About this task ▸
Here is a block of entries. Write out its lines exactly, from the first through the one containing "User domain types".

*** Records ***

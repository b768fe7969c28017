//! Roster Server Library
//!
//! Proxy-event request handler for user records: method dispatch, user
//! validation and storage, and the JSON response envelope, plus an HTTP host
//! that stands in for the function runtime.
//!
//! This library exposes the core components for testing purposes.

pub mod api;
pub mod config;
pub mod dispatch;
pub mod error;
pub mod event;
pub mod services;
pub mod state;

// Re-export commonly used types for convenience
pub use config::ServerConfig;
pub use dispatch::dispatch;
pub use error::{Result, ServerError};
pub use event::{Message, ProxyRequest, ProxyResponse};
pub use services::{PasswordSource, UserHandler, UserService};
pub use state::AppState;
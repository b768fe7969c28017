/// User domain types
use crate::error::{RequiredField, Result, RosterError};
use serde::{Deserialize, Deserializer, Serialize};
use serde_json::{Map, Value};

/// Keys a create payload is matched against
const PAYLOAD_FIELDS: [&str; 5] = ["email", "firstname", "lastname", "age", "password"];

/// Stored user record
#[derive(Debug, Clone, PartialEq, Eq, Serialize, Deserialize)]
pub struct UserRecord {
    /// Unique key
    pub email: String,

    /// Given name
    pub firstname: String,

    /// Family name
    pub lastname: String,

    /// Age in years
    pub age: i64,

    /// Server-assigned password
    pub password: String,
}

/// Create payload as sent by callers
///
/// Missing and `null` fields decode to their empty value so that validation,
/// not the decoder, reports which field is absent.
#[derive(Debug, Clone, Default, PartialEq, Eq, Deserialize)]
#[serde(default)]
pub struct NewUser {
    /// Unique key
    #[serde(deserialize_with = "null_as_default")]
    pub email: String,

    /// Given name
    #[serde(deserialize_with = "null_as_default")]
    pub firstname: String,

    /// Family name
    #[serde(deserialize_with = "null_as_default")]
    pub lastname: String,

    /// Age in years
    #[serde(deserialize_with = "null_as_default")]
    pub age: i64,

    /// Accepted for shape compatibility, never stored
    pub password: Option<String>,
}

impl NewUser {
    /// Decode a create payload from a request body
    ///
    /// The body must be a JSON object; a literal `null` decodes to an empty
    /// payload. Keys match field names case-insensitively with exact matches
    /// taking priority, and a repeated key keeps its last value.
    pub fn from_json(body: &str) -> Result<Self> {
        let value: Value = serde_json::from_str(body).map_err(|_| RosterError::InvalidJson)?;

        let fields = match value {
            Value::Null => return Ok(Self::default()),
            Value::Object(fields) => fields,
            _ => return Err(RosterError::InvalidJson),
        };

        Self::deserialize(Value::Object(fold_keys(fields))).map_err(|_| RosterError::InvalidJson)
    }

    /// Check required fields in order, reporting the first one missing
    pub fn validate(&self) -> Result<()> {
        if self.email.is_empty() {
            return Err(RosterError::MissingField(RequiredField::Email));
        }

        if self.firstname.is_empty() {
            return Err(RosterError::MissingField(RequiredField::Firstname));
        }

        if self.lastname.is_empty() {
            return Err(RosterError::MissingField(RequiredField::Lastname));
        }

        if self.age == 0 {
            return Err(RosterError::MissingField(RequiredField::Age));
        }

        Ok(())
    }

    /// Build the stored record, discarding any caller-supplied password
    pub fn into_record(self, password: String) -> UserRecord {
        UserRecord {
            email: self.email,
            firstname: self.firstname,
            lastname: self.lastname,
            age: self.age,
            password,
        }
    }
}

/// Rename keys to the payload field they match, dropping unknown keys
fn fold_keys(fields: Map<String, Value>) -> Map<String, Value> {
    let mut exact = Map::new();
    let mut folded = Map::new();

    for (key, value) in fields {
        if PAYLOAD_FIELDS.contains(&key.as_str()) {
            exact.insert(key, value);
        } else if let Some(name) = PAYLOAD_FIELDS
            .iter()
            .find(|name| name.eq_ignore_ascii_case(&key))
        {
            folded.insert((*name).to_string(), value);
        }
    }

    folded.extend(exact);
    folded
}

fn null_as_default<'de, D, T>(deserializer: D) -> std::result::Result<T, D::Error>
where
    D: Deserializer<'de>,
    T: Default + Deserialize<'de>,
{
    Ok(Option::<T>::deserialize(deserializer)?.unwrap_or_default())
}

*** End of Records ***

Result below ▸
repository b768fe7969c28017
//! Roster Server Library
//!
//! Proxy-event request handler for user records: method dispatch, user
//! validation and storage, and the JSON response envelope, plus an HTTP host
//! that stands in for the function runtime.
//!
//! This library exposes the core components for testing purposes.

pub mod api;
pub mod config;
pub mod dispatch;
pub mod error;
pub mod event;
pub mod services;
pub mod state;

// Re-export commonly used types for convenience
pub use config::ServerConfig;
pub use dispatch::dispatch;
pub use error::{Result, ServerError};
pub use event::{Message, ProxyRequest, ProxyResponse};
pub use services::{PasswordSource, UserHandler, UserService};
pub use state::AppState;
repository b768fe7969c28017
/// User domain types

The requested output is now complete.